Vilnius University lawyers suggest constitutional amendment to bar Rolandas Paksas from appointment as president or minister

Lawyers from the Faculty of Law at Vilnius University have suggested including a provision in the Lithuanian Constitution that would bar anyone who has been removed from office by impeachment from being running for president. The proposed regulation would also introduce a 12-year ban for impeached officials to run for parliament.
Rolandas Paksas
Rolandas Paksas / Juliaus Kalinsko / 15min nuotr.

The proposals are included in an opinion signed by the dean of the Faculty of Law, Tomas Davulis, and handed over to the Seimas Committee on Legal Affairs and members of the Seimas Constitutional Commission.

The amendment would specifically apply to Rolandas Paksas, leader of the ruling Order and Justice Party, who was impeached in 2004 as the president and subsequently barred from running for any public office. Paksas filed a suit at the European Court of Human Rights which ruled that a life-long ban was disproportionate a punishment. Lithuania was obligated to change its legislation accordingly, but is yet to do it.

The Faculty of Law also severely criticized the Constitutional amendment proposed by the committee's chairman Julius Sabatauskas, who suggested a four-year ban from election to parliament following impeachment.

The faculty's lawyers said the draft was "lacking in quality and transparency, therefore, should not be discussed."

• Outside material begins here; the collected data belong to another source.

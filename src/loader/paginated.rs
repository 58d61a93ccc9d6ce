//! Incremental page loader for channel contents
//!
//! `PaginatedLoader` drives sequential page fetches for the active channel.
//! It is a cheap, cloneable handle: a renderer asking for the next page and
//! the background poller can hold clones at the same time. The shared state
//! is only locked between awaits, and every fetch result is checked against
//! the selection it was issued for before it is applied.

use std::fmt;
use std::sync::{Arc, Mutex, MutexGuard, PoisonError};

use chrono::{DateTime, Utc};
use tracing::{debug, info, warn};

use super::state::LoadState;
use crate::cache::{CachedChannel, ChannelCache};
use crate::data::{ArenaClient, ArenaError, Block, BlockId};

/// Default number of blocks per page
pub const DEFAULT_PAGE_SIZE: u32 = 24;

/// Loader tuning
#[derive(Debug, Clone, PartialEq, Eq)]
pub struct LoaderConfig {
    /// Blocks requested per page
    pub page_size: u32,
}

impl Default for LoaderConfig {
    fn default() -> Self {
        Self {
            page_size: DEFAULT_PAGE_SIZE,
        }
    }
}

/// What a page request did
#[derive(Debug, Clone, PartialEq)]
pub enum PageOutcome {
    /// A page was fetched and merged
    Loaded {
        page: u32,
        added: usize,
        total: usize,
        has_more: bool,
    },
    /// Page 1 failed and the cached snapshot is shown instead
    Stale {
        total: usize,
        stored_at: DateTime<Utc>,
    },
    /// A later page failed; paging stops with what is already loaded
    Ended { page: u32, reason: String },
    /// Nothing to do: a fetch is in flight, there are no more pages, or no
    /// channel is selected
    Skipped,
    /// The channel changed while the fetch was in flight; the result was dropped
    Superseded,
}

/// Result of a poll for newer content
#[derive(Debug, Clone, PartialEq)]
pub enum UpdateCheck {
    /// No channel is selected
    Idle,
    /// The newest block is the one already shown
    UpToDate,
    /// New blocks were put at the front
    Updated { added: usize, newest: BlockId },
    /// Page 1 was missing or served from the cache and has now been fetched
    /// fresh, replacing everything shown
    Reloaded { total: usize, has_more: bool },
    /// The channel changed while checking
    Superseded,
}

/// Clears the `loading` flag when a page fetch is abandoned mid-flight
///
/// Only touches the state if the selection the fetch was issued for is still
/// active.
struct InFlight<'a> {
    state: &'a Mutex<LoadState>,
    generation: u64,
    armed: bool,
}

impl<'a> InFlight<'a> {
    fn new(state: &'a Mutex<LoadState>, generation: u64) -> Self {
        Self {
            state,
            generation,
            armed: true,
        }
    }

    /// The fetch resolved; the caller takes over the flag
    fn disarm(mut self) {
        self.armed = false;
    }
}

impl Drop for InFlight<'_> {
    fn drop(&mut self) {
        if !self.armed {
            return;
        }
        let mut state = self.state.lock().unwrap_or_else(PoisonError::into_inner);
        if state.generation() == self.generation {
            debug!(generation = self.generation, "page fetch abandoned");
            state.set_loading(false);
        }
    }
}

/// Loads a channel page by page, with cache fallback and write-through
#[derive(Clone)]
pub struct PaginatedLoader {
    client: ArenaClient,
    cache: Option<ChannelCache>,
    state: Arc<Mutex<LoadState>>,
}

impl fmt::Debug for PaginatedLoader {
    fn fmt(&self, f: &mut fmt::Formatter<'_>) -> fmt::Result {
        f.debug_struct("PaginatedLoader")
            .field("client", &self.client)
            .field("cache", &self.cache)
            .field("state", &*self.lock())
            .finish()
    }
}
//! In-memory transports for tests
//!
//! [`ScriptedTransport`] replays a fixed list of responses. [`MockArena`]
//! imitates the Are.na endpoints used by this crate, serving paged contents
//! from channels registered in memory.

use std::collections::{HashMap, VecDeque};
use std::io;
use std::sync::{Arc, Mutex, MutexGuard, PoisonError};
use std::time::Duration;

use async_trait::async_trait;
use chrono::{TimeZone, Utc};
use reqwest::{StatusCode, Url};
use tokio::time::Instant;

use super::http::{HttpResponse, Transport, TransportError};
use super::{Block, BlockId, BlockKind, Channel};

fn lock<T>(mutex: &Mutex<T>) -> MutexGuard<'_, T> {
    mutex.lock().unwrap_or_else(PoisonError::into_inner)
}

/// Replays canned responses in order
#[derive(Debug, Default)]
pub struct ScriptedTransport {
    script: Mutex<VecDeque<Result<HttpResponse, TransportError>>>,
    calls: Mutex<Vec<(String, Instant)>>,
}

impl ScriptedTransport {
    pub fn new(script: Vec<Result<HttpResponse, TransportError>>) -> Self {
        Self {
            script: Mutex::new(script.into()),
            calls: Mutex::new(Vec::new()),
        }
    }

    pub fn call_count(&self) -> usize {
        lock(&self.calls).len()
    }

    /// When each request was issued, on the tokio clock
    pub fn call_times(&self) -> Vec<Instant> {
        lock(&self.calls).iter().map(|(_, at)| *at).collect()
    }

    pub fn urls(&self) -> Vec<String> {
        lock(&self.calls).iter().map(|(url, _)| url.clone()).collect()
    }
}

#[async_trait]
impl Transport for ScriptedTransport {
    async fn get(&self, url: &str) -> Result<HttpResponse, TransportError> {
        lock(&self.calls).push((url.to_string(), Instant::now()));
        lock(&self.script).pop_front().unwrap_or_else(|| {
            Err(io::Error::new(io::ErrorKind::UnexpectedEof, "script exhausted").into())
        })
    }
}

#[derive(Debug, Default)]
struct MockChannel {
    title: String,
    blocks: Vec<Block>,
}

#[derive(Debug, Default)]
struct MockState {
    channels: HashMap<String, MockChannel>,
    requests: Vec<String>,
    failures: VecDeque<StatusCode>,
    latency: Option<Duration>,
    next_id: u64,
}

/// Fake Are.na server holding channels in memory
///
/// Blocks are generated newest first, so page 1 always holds the most
/// recently connected blocks.
#[derive(Debug, Clone, Default)]
pub struct MockArena {
    state: Arc<Mutex<MockState>>,
}

impl MockArena {
    pub fn new() -> Self {
        let arena = Self::default();
        lock(&arena.state).next_id = 1;
        arena
    }

    /// Registers a channel with `count` generated blocks
    pub fn add_channel(&self, slug: &str, title: &str, count: usize) {
        let mut state = lock(&self.state);
        let mut blocks = Vec::with_capacity(count);
        for _ in 0..count {
            let id = state.next_id;
            state.next_id += 1;
            blocks.push(generated_block(id));
        }
        // Newest (highest id) first
        blocks.reverse();
        state.channels.insert(
            slug.to_string(),
            MockChannel {
                title: title.to_string(),
                blocks,
            },
        );
    }

    /// Connects `count` new blocks to the front of a channel
    pub fn connect_new_blocks(&self, slug: &str, count: usize) -> Vec<BlockId> {
        let mut state = lock(&self.state);
        let mut added = Vec::with_capacity(count);
        for _ in 0..count {
            let id = state.next_id;
            state.next_id += 1;
            added.push(generated_block(id));
        }
        added.reverse();
        let ids = added.iter().map(|b| b.id.clone()).collect();
        if let Some(channel) = state.channels.get_mut(slug) {
            added.append(&mut channel.blocks);
            channel.blocks = added;
        }
        ids
    }

    /// Makes the next `times` requests fail with `status`
    pub fn fail_next(&self, times: usize, status: StatusCode) {
        let mut state = lock(&self.state);
        state.failures.extend(std::iter::repeat(status).take(times));
    }

    /// Delays every response by `latency` on the tokio clock
    pub fn set_latency(&self, latency: Duration) {
        lock(&self.state).latency = Some(latency);
    }

    /// Every URL requested so far
    pub fn requests(&self) -> Vec<String> {
        lock(&self.state).requests.clone()
    }

    fn respond(&self, url: &str) -> HttpResponse {
        let mut state = lock(&self.state);
        state.requests.push(url.to_string());

        if let Some(status) = state.failures.pop_front() {
            return HttpResponse::new(status, "");
        }

        let Ok(parsed) = Url::parse(url) else {
            return HttpResponse::new(StatusCode::BAD_REQUEST, "");
        };
        let segments: Vec<&str> = parsed
            .path_segments()
            .map(|s| s.filter(|p| !p.is_empty()).collect())
            .unwrap_or_default();
        let Some(pos) = segments.iter().position(|s| *s == "channels") else {
            return HttpResponse::new(StatusCode::NOT_FOUND, "");
        };
        let Some(channel) = segments.get(pos + 1).and_then(|s| state.channels.get(*s)) else {
            return HttpResponse::new(StatusCode::NOT_FOUND, r#"{"message":"Not found"}"#);
        };

        match segments.get(pos + 2) {
            None => {
                let meta = Channel {
                    title: channel.title.clone(),
                    slug: segments[pos + 1].to_string(),
                    description: None,
                    length: channel.blocks.len() as u32,
                    user: None,
                    metadata: None,
                };
                json_response(&meta)
            }
            Some(&"contents") => {
                let query: HashMap<String, String> = parsed.query_pairs().into_owned().collect();
                let page: usize = query.get("page").and_then(|p| p.parse().ok()).unwrap_or(1);
                let per: usize = query.get("per").and_then(|p| p.parse().ok()).unwrap_or(24);
                let start = page.saturating_sub(1).saturating_mul(per);
                let slice: Vec<&Block> = channel.blocks.iter().skip(start).take(per).collect();
                json_response(&serde_json::json!({ "contents": slice }))
            }
            Some(_) => HttpResponse::new(StatusCode::NOT_FOUND, ""),
        }
    }
}

#[async_trait]
impl Transport for MockArena {
    async fn get(&self, url: &str) -> Result<HttpResponse, TransportError> {
        let latency = lock(&self.state).latency;
        // Always suspend at least once, like a real request would
        tokio::task::yield_now().await;
        if let Some(latency) = latency {
            tokio::time::sleep(latency).await;
        }
        Ok(self.respond(url))
    }
}

fn json_response<T: serde::Serialize>(value: &T) -> HttpResponse {
    match serde_json::to_string(value) {
        Ok(body) => HttpResponse::new(StatusCode::OK, body),
        Err(e) => HttpResponse::new(StatusCode::INTERNAL_SERVER_ERROR, e.to_string()),
    }
}

/// A text block whose connection time grows with its id
pub fn generated_block(id: u64) -> Block {
    let connected_at = Utc
        .timestamp_opt(1_700_000_000 + (id as i64) * 3_600, 0)
        .single();
    Block {
        id: BlockId::Number(id),
        title: Some(format!("Block {}", id)),
        description: None,
        connected_at,
        kind: BlockKind::Text {
            content: Some(format!("content of block {}", id)),
        },
    }
}
//! Plain-text rendering of channel contents
//!
//! Two layouts: a grid (one line per block, in channel order) and a diary
//! (blocks grouped under the day they were connected).

use std::fmt::Write;

use chrono::NaiveDate;

use crate::data::{Block, BlockKind, Channel};

/// Longest excerpt shown for a block, in characters
const EXCERPT_CHARS: usize = 60;

/// Cuts `text` to `max` characters on one line, adding an ellipsis when cut
fn excerpt(text: &str, max: usize) -> String {
    let flat = text.split_whitespace().collect::<Vec<_>>().join(" ");
    if flat.chars().count() <= max {
        return flat;
    }
    let cut: String = flat.chars().take(max.saturating_sub(1)).collect();
    format!("{}…", cut.trim_end())
}

/// What a block shows as its headline: the title, else its text
fn headline(block: &Block) -> String {
    let text = block
        .title
        .as_deref()
        .filter(|t| !t.trim().is_empty())
        .or(match &block.kind {
            BlockKind::Text { content } => content.as_deref(),
            BlockKind::Link { source, .. } | BlockKind::Media { source, .. } => {
                source.as_ref().and_then(|s| s.title.as_deref())
            }
            BlockKind::Attachment { attachment, .. } => {
                attachment.as_ref().and_then(|a| a.file_name.as_deref())
            }
            _ => None,
        })
        .or(block.description.as_deref())
        .unwrap_or("Untitled");
    excerpt(text, EXCERPT_CHARS)
}

/// The URL most useful to open for a block
fn link(block: &Block) -> Option<String> {
    if let Some(id) = block.youtube_id() {
        return Some(format!("https://youtu.be/{}", id));
    }
    block
        .source_url()
        .or_else(|| block.preview_url())
        .map(str::to_string)
}

fn block_line(block: &Block) -> String {
    let mut line = format!("[{:<10}] {}", block.kind_label(), headline(block));
    if let Some(url) = link(block) {
        let _ = write!(line, "  {}", url);
    }
    line
}

/// Channel title, owner and description
pub fn render_header(channel: &Channel) -> String {
    let mut out = channel.title.clone();
    if let Some(owner) = &channel.user {
        let _ = write!(out, " by {}", owner.full_name);
    }
    let _ = write!(out, " ({} blocks)", channel.length);
    if let Some(description) = channel.description() {
        let _ = write!(out, "\n{}", excerpt(description, 100));
    }
    out.push('\n');
    out
}

/// One line per block in the order given
pub fn render_grid(blocks: &[Block]) -> String {
    let mut out = String::new();
    for block in blocks {
        out.push_str(&block_line(block));
        out.push('\n');
    }
    out
}

/// Groups blocks by the day they were connected
///
/// Days are newest first and so are blocks within a day. Blocks without a
/// connection time come last under `None`, in their original order.
pub fn group_by_date(blocks: &[Block]) -> Vec<(Option<NaiveDate>, Vec<&Block>)> {
    let mut dated: Vec<&Block> = blocks.iter().filter(|b| b.connected_at.is_some()).collect();
    dated.sort_by(|a, b| b.connected_at.cmp(&a.connected_at));

    let mut groups: Vec<(Option<NaiveDate>, Vec<&Block>)> = Vec::new();
    for block in dated {
        let date = block.connected_date();
        match groups.last_mut() {
            Some((last, items)) if *last == date => items.push(block),
            _ => groups.push((date, vec![block])),
        }
    }

    let undated: Vec<&Block> = blocks.iter().filter(|b| b.connected_at.is_none()).collect();
    if !undated.is_empty() {
        groups.push((None, undated));
    }
    groups
}

/// Blocks under a heading per day
pub fn render_diary(blocks: &[Block]) -> String {
    let mut out = String::new();
    for (date, items) in group_by_date(blocks) {
        match date {
            Some(date) => {
                let _ = writeln!(out, "{}", date.format("%A, %B %-d, %Y"));
            }
            None => out.push_str("Undated\n"),
        }
        for block in items {
            let _ = writeln!(out, "  {}", block_line(block));
        }
    }
    out
}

"It ignores and confuses the consistency, harmony, and logic of the Constitution as an integral legal act. The draft is full of disrespect to the Constitution and law in general," reads the document.

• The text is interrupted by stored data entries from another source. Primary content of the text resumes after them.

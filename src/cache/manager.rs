//! Bounded, time-expiring cache of channel contents
//!
//! Provides a `ChannelCache` that keeps the last known-good block list per
//! channel. Entries expire after a TTL and the number of channels kept is
//! bounded; the oldest entries by store time are evicted first.
//!
//! The cache is an optimization, never a source of truth: every storage or
//! serialization failure is logged and turned into a no-op or a miss.

use std::fmt;
use std::io;
use std::sync::Arc;

use chrono::{DateTime, Duration, Utc};
use serde::{Deserialize, Serialize};
use thiserror::Error;
use tracing::{debug, warn};

use super::store::{DirStore, KeyValueStore, MemoryStore};
use crate::data::Block;

/// Cache tuning
#[derive(Debug, Clone, PartialEq, Eq)]
pub struct CacheConfig {
    /// Namespace prepended to every channel id
    pub key_prefix: String,
    /// How long an entry stays valid
    pub ttl: Duration,
    /// Maximum number of channels kept
    pub max_entries: usize,
}

impl Default for CacheConfig {
    fn default() -> Self {
        Self {
            key_prefix: "arena_cache_".to_string(),
            ttl: Duration::hours(24),
            max_entries: 50,
        }
    }
}

/// Source of the current time
pub trait Clock: Send + Sync {
    fn now(&self) -> DateTime<Utc>;
}

/// Wall-clock time
#[derive(Debug, Clone, Copy, Default)]
pub struct SystemClock;

impl Clock for SystemClock {
    fn now(&self) -> DateTime<Utc> {
        Utc::now()
    }
}

/// Persisted form of an entry: `{ "timestamp": <epoch millis>, "blocks": [...] }`
#[derive(Debug, Serialize, Deserialize)]
struct StoredEntry<B> {
    timestamp: i64,
    blocks: B,
}

/// Only the timestamp, for ordering entries during eviction
#[derive(Debug, Deserialize)]
struct StoredTimestamp {
    timestamp: i64,
}

/// A cache hit with its store time
#[derive(Debug, Clone, PartialEq)]
pub struct CachedChannel {
    pub items: Vec<Block>,
    pub stored_at: DateTime<Utc>,
}

#[derive(Debug, Error)]
enum CacheError {
    #[error("storage error: {0}")]
    Storage(#[from] io::Error),

    #[error("serialization error: {0}")]
    Serialization(#[from] serde_json::Error),
}

/// Bounded TTL cache mapping a channel id to its blocks
#[derive(Clone)]
pub struct ChannelCache {
    store: Arc<dyn KeyValueStore>,
    clock: Arc<dyn Clock>,
    config: CacheConfig,
}

impl fmt::Debug for ChannelCache {
    fn fmt(&self, f: &mut fmt::Formatter<'_>) -> fmt::Result {
        f.debug_struct("ChannelCache")
            .field("config", &self.config)
            .finish_non_exhaustive()
    }
}

impl ChannelCache {
    /// Creates a cache in the XDG-compliant cache directory
    ///
    /// Returns `None` if the cache directory cannot be determined.
    pub fn new() -> Option<Self> {
        DirStore::new().map(|store| Self::with_store(Arc::new(store)))
    }

    /// Creates a cache that lives only as long as the process
    pub fn in_memory() -> Self {
        Self::with_store(Arc::new(MemoryStore::new()))
    }

    /// Creates a cache over any key-value backend
    pub fn with_store(store: Arc<dyn KeyValueStore>) -> Self {
        Self {
            store,
            clock: Arc::new(SystemClock),
            config: CacheConfig::default(),
        }
    }

    pub fn with_config(mut self, config: CacheConfig) -> Self {
        self.config = config;
        self
    }

    pub fn with_clock(mut self, clock: Arc<dyn Clock>) -> Self {
        self.clock = clock;
        self
    }

    pub fn config(&self) -> &CacheConfig {
        &self.config
    }

    fn key(&self, channel_id: &str) -> String {
        format!("{}{}", self.config.key_prefix, channel_id)
    }

    /// Stores `items` for a channel, evicting the oldest channels over the bound
    ///
    /// Failures are logged and otherwise ignored.
    pub fn put(&self, channel_id: &str, items: &[Block]) {
        if self.config.max_entries == 0 {
            return;
        }
        match self.try_put(channel_id, items) {
            Ok(()) => debug!(channel = channel_id, items = items.len(), "cached channel"),
            Err(e) => warn!(channel = channel_id, error = %e, "failed to cache channel"),
        }
    }

    fn try_put(&self, channel_id: &str, items: &[Block]) -> Result<(), CacheError> {
        let key = self.key(channel_id);
        let entry = StoredEntry {
            timestamp: self.clock.now().timestamp_millis(),
            blocks: items,
        };
        let json = serde_json::to_string(&entry)?;
        self.store.set(&key, &json)?;
        self.evict_oldest(&key)?;
        Ok(())
    }

    /// Returns the cached items for a channel if present and fresh
    pub fn get(&self, channel_id: &str) -> Option<Vec<Block>> {
        self.get_entry(channel_id).map(|entry| entry.items)
    }

    /// Like [`get`](Self::get), also reporting when the entry was stored
    ///
    /// Stale or unreadable entries are removed and reported as a miss.
    pub fn get_entry(&self, channel_id: &str) -> Option<CachedChannel> {
        let key = self.key(channel_id);
        let raw = match self.store.get(&key) {
            Ok(raw) => raw?,
            Err(e) => {
                warn!(channel = channel_id, error = %e, "failed to read cache");
                return None;
            }
        };

        let entry: StoredEntry<Vec<Block>> = match serde_json::from_str(&raw) {
            Ok(entry) => entry,
            Err(e) => {
                warn!(channel = channel_id, error = %e, "discarding unreadable cache entry");
                self.remove_quietly(&key);
                return None;
            }
        };

        let Some(stored_at) = DateTime::<Utc>::from_timestamp_millis(entry.timestamp) else {
            self.remove_quietly(&key);
            return None;
        };

        if self.clock.now() - stored_at > self.config.ttl {
            debug!(channel = channel_id, "cache entry expired");
            self.remove_quietly(&key);
            return None;
        }

        Some(CachedChannel {
            items: entry.blocks,
            stored_at,
        })
    }

    /// Removes all but the `max_entries` most recently stored channels
    ///
    /// `keep` is the entry just written; it always survives. Unreadable
    /// entries count as the oldest.
    fn evict_oldest(&self, keep: &str) -> Result<(), CacheError> {
        let mut others: Vec<(i64, String)> = self
            .namespaced_keys()?
            .into_iter()
            .filter(|key| key != keep)
            .map(|key| {
                let timestamp = self
                    .store
                    .get(&key)
                    .ok()
                    .flatten()
                    .and_then(|raw| serde_json::from_str::<StoredTimestamp>(&raw).ok())
                    .map_or(i64::MIN, |entry| entry.timestamp);
                (timestamp, key)
            })
            .collect();

        let room = self.config.max_entries.saturating_sub(1);
        if others.len() <= room {
            return Ok(());
        }

        // Newest first; everything past `room` goes
        others.sort_by(|a, b| b.0.cmp(&a.0));
        for (_, key) in others.drain(room..) {
            debug!(key = %key, "evicting cache entry");
            self.store.remove(&key)?;
        }
        Ok(())
    }

    /// Removes every entry under this cache's namespace
    pub fn clear(&self) {
        let keys = match self.namespaced_keys() {
            Ok(keys) => keys,
            Err(e) => {
                warn!(error = %e, "failed to list cache entries");
                return;
            }
        };
        for key in keys {
            self.remove_quietly(&key);
        }
    }

    /// Number of entries under this cache's namespace, fresh or not
    pub fn len(&self) -> usize {
        self.namespaced_keys().map(|keys| keys.len()).unwrap_or(0)
    }

    pub fn is_empty(&self) -> bool {
        self.len() == 0
    }

    fn namespaced_keys(&self) -> io::Result<Vec<String>> {
        Ok(self
            .store
            .keys()?
            .into_iter()
            .filter(|key| key.starts_with(&self.config.key_prefix))
            .collect())
    }

    fn remove_quietly(&self, key: &str) {
        if let Err(e) = self.store.remove(key) {
            warn!(key, error = %e, "failed to remove cache entry");
        }
    }
}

The lawyers say that Sabatauskas' bill "attempts to deceive the Constitution to allow a violator of an oath of office to run for president." The Lithuanian Constitution states that a person who is elligible to run for parliament is also eligible to run for president.

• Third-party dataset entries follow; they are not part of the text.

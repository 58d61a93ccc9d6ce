//! Channel identifier parsing
//!
//! Users can type either a bare channel slug or a full Are.na URL. Both are
//! reduced to a slug here, before anything touches the network.

use reqwest::Url;
use thiserror::Error;

/// Errors for user-supplied channel identifiers
#[derive(Debug, Clone, PartialEq, Eq, Error)]
pub enum InputError {
    /// Nothing was entered
    #[error("Please enter a channel slug or URL")]
    Empty,

    /// The input could not be turned into a slug
    #[error("Invalid channel URL or slug: '{0}'")]
    Invalid(String),
}

/// Extracts a channel slug from a slug or an Are.na URL
///
/// # Examples
/// * `it-s-a-vibe` -> `it-s-a-vibe`
/// * `https://www.are.na/kent/interior-2030` -> `interior-2030`
/// * `are.na/kent/words-igfvslsuyr0/` -> `words-igfvslsuyr0`
pub fn extract_channel_slug(input: &str) -> Result<String, InputError> {
    let input = input.trim();
    if input.is_empty() {
        return Err(InputError::Empty);
    }

    let slug = if input.contains("are.na/") {
        let with_scheme = if input.starts_with("http://") || input.starts_with("https://") {
            input.to_string()
        } else {
            format!("https://{}", input)
        };
        let url = Url::parse(&with_scheme).map_err(|_| InputError::Invalid(input.to_string()))?;
        url.path_segments()
            .and_then(|mut segments| segments.rfind(|s| !s.is_empty()))
            .map(str::to_string)
            .ok_or_else(|| InputError::Invalid(input.to_string()))?
    } else {
        input.to_string()
    };

    if is_valid_slug(&slug) {
        Ok(slug)
    } else {
        Err(InputError::Invalid(input.to_string()))
    }
}

fn is_valid_slug(slug: &str) -> bool {
    !slug.is_empty()
        && slug
            .chars()
            .all(|c| c.is_ascii_alphanumeric() || c == '-' || c == '_')
}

The Vilnius University lawyers suggest amending the Constitution to include a provision that "an individual removed from office or stripped of his MP mandate by way of impeachment for gross violation of the Constitution or oath of office cannot be elected president, appointed as member of government, judge, or state ombudsperson."

The European Court of Human Rights has ruled that the life-long ban from running for parliament for impeached president Rolandas Paksas was disproportional to the scope of the violation he committed.

To change the country's Constitution, 94 of Lithuania's 141 lawmakers must vote in support of the changes twice.

Paksas was ousted from the President's Office in April 2004 following impeachment for violating his oath of office and the Constitution when he granted the Lithuanian citizenship to his sponsor Yuri Borisov by exception.